Prompt: Your task is to quote the records from their first line through the line containing "use crate::core::cancel::CancelToken;", with nothing added or left out.

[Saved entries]

//! LLM-backed goal refiner.
//!
//! Classical planning stays in [`crate::core`]; the model is consulted only
//! for decomposition hints. Its response must conform to an embedded JSON
//! Schema; anything unusable (transport failure, schema violation, empty
//! subgoal list) surfaces as `EmptyRefinement` for the goal being refined.

use std::sync::LazyLock;

use jsonschema::{Draft, Validator};
use serde::Deserialize;
use serde_json::Value as JsonValue;
use tracing::{debug, info, warn};

use crate::core::cancel::CancelToken;
use crate::core::error::{EngineError, Result};
use crate::core::goal::Goal;
use crate::core::hierarchy::GoalRefiner;
use crate::core::state::WorldState;
use crate::refine::generator::Generator;
use crate::refine::prompt::render_refinement;

const REFINEMENT_SCHEMA: &str = include_str!("schemas/refinement.schema.json");

/// Name marker that forces a goal to be treated as atomic.
const ATOMIC_MARKER: &str = "[atomic]";

static SCHEMA: LazyLock<Validator> = LazyLock::new(|| {
    let schema: JsonValue =
        serde_json::from_str(REFINEMENT_SCHEMA).expect("refinement schema should be valid JSON");
    jsonschema::options()
        .with_draft(Draft::Draft202012)
        .build(&schema)
        .expect("refinement schema should compile")
});

/// Decomposition response shape required from the generator.
#[derive(Debug, Clone, Deserialize)]
struct GoalRefinement {
    #[allow(dead_code)]
    rationale: String,
    subgoals: Vec<SubgoalSpec>,
}

#[derive(Debug, Clone, Deserialize)]
struct SubgoalSpec {
    name: String,
    description: String,
    desired_state: WorldState,
}

/// Goal refiner that asks a [`Generator`] for decomposition hints.
pub struct LlmRefiner<G: Generator> {
    generator: G,
}

impl<G: Generator> LlmRefiner<G> {
    pub fn new(generator: G) -> Self {
        Self { generator }
    }

    fn parse_refinement(&self, goal: &Goal, response: &str) -> Result<Vec<Goal>> {
        let value: JsonValue = serde_json::from_str(response).map_err(|err| {
            warn!(goal = goal.name(), error = %err, "refinement response is not JSON");
            empty_refinement(goal)
        })?;

        if !SCHEMA.is_valid(&value) {
            let messages: Vec<String> = SCHEMA.iter_errors(&value).map(|e| e.to_string()).collect();
            warn!(
                goal = goal.name(),
                errors = %messages.join("; "),
                "refinement response violates schema"
            );
            return Err(empty_refinement(goal));
        }

        let refinement: GoalRefinement = serde_json::from_value(value).map_err(|err| {
            warn!(goal = goal.name(), error = %err, "refinement response failed to deserialize");
            empty_refinement(goal)
        })?;

        if refinement.subgoals.is_empty() {
            warn!(goal = goal.name(), "refinement produced zero subgoals");
            return Err(empty_refinement(goal));
        }

        // Earlier subgoals get higher priority so selection helpers prefer
        // prerequisites first.
        let count = refinement.subgoals.len();
        Ok(refinement
            .subgoals
            .into_iter()
            .enumerate()
            .map(|(i, spec)| {
                Goal::new(
                    spec.name,
                    spec.description,
                    spec.desired_state,
                    (count - i) as f64,
                )
            })
            .collect())
    }
}

impl<G: Generator> GoalRefiner for LlmRefiner<G> {
    fn refine(&self, cancel: &CancelToken, goal: &Goal, current: &WorldState) -> Result<Vec<Goal>> {
        info!(goal = goal.name(), "refining goal");
        cancel.check()?;

        let prompt = render_refinement(goal, current).map_err(|err| {
            warn!(goal = goal.name(), error = %err, "failed to render refinement prompt");
            empty_refinement(goal)
        })?;

        let response = self.generator.generate(cancel, &prompt).map_err(|err| {
            warn!(goal = goal.name(), error = %err, "generator query failed");
            empty_refinement(goal)
        })?;

        let subgoals = self.parse_refinement(goal, &response)?;
        info!(goal = goal.name(), subgoals = subgoals.len(), "goal refined");
        Ok(subgoals)
    }

    /// Atomicity heuristic: goals that pin a single key, carry an explicit
    /// `[atomic]` marker, or sit within one key of the current state are not
    /// worth a decomposition round-trip.
    fn is_atomic(&self, goal: &Goal, current: &WorldState) -> bool {
        if goal.desired().len() == 1 {
            return true;
        }
        if goal.name().to_lowercase().contains(ATOMIC_MARKER) {
            return true;
        }
        let distance = goal.distance(current);
        debug!(goal = goal.name(), distance, "atomicity check");
        distance <= 1
    }
}

fn empty_refinement(goal: &Goal) -> EngineError {
    EngineError::EmptyRefinement {
        goal: goal.name().to_string(),
    }
}
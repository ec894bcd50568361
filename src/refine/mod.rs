//! LLM-backed goal decomposition behind the [`generator::Generator`] seam.

pub mod generator;
pub mod llm;
pub mod prompt;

Response to the exercise:
//! LLM-backed goal refiner.
//!
//! Classical planning stays in [`crate::core`]; the model is consulted only
//! for decomposition hints. Its response must conform to an embedded JSON
//! Schema; anything unusable (transport failure, schema violation, empty
//! subgoal list) surfaces as `EmptyRefinement` for the goal being refined.

use std::sync::LazyLock;

use jsonschema::{Draft, Validator};
use serde::Deserialize;
use serde_json::Value as JsonValue;
use tracing::{debug, info, warn};

use crate::core::cancel::CancelToken;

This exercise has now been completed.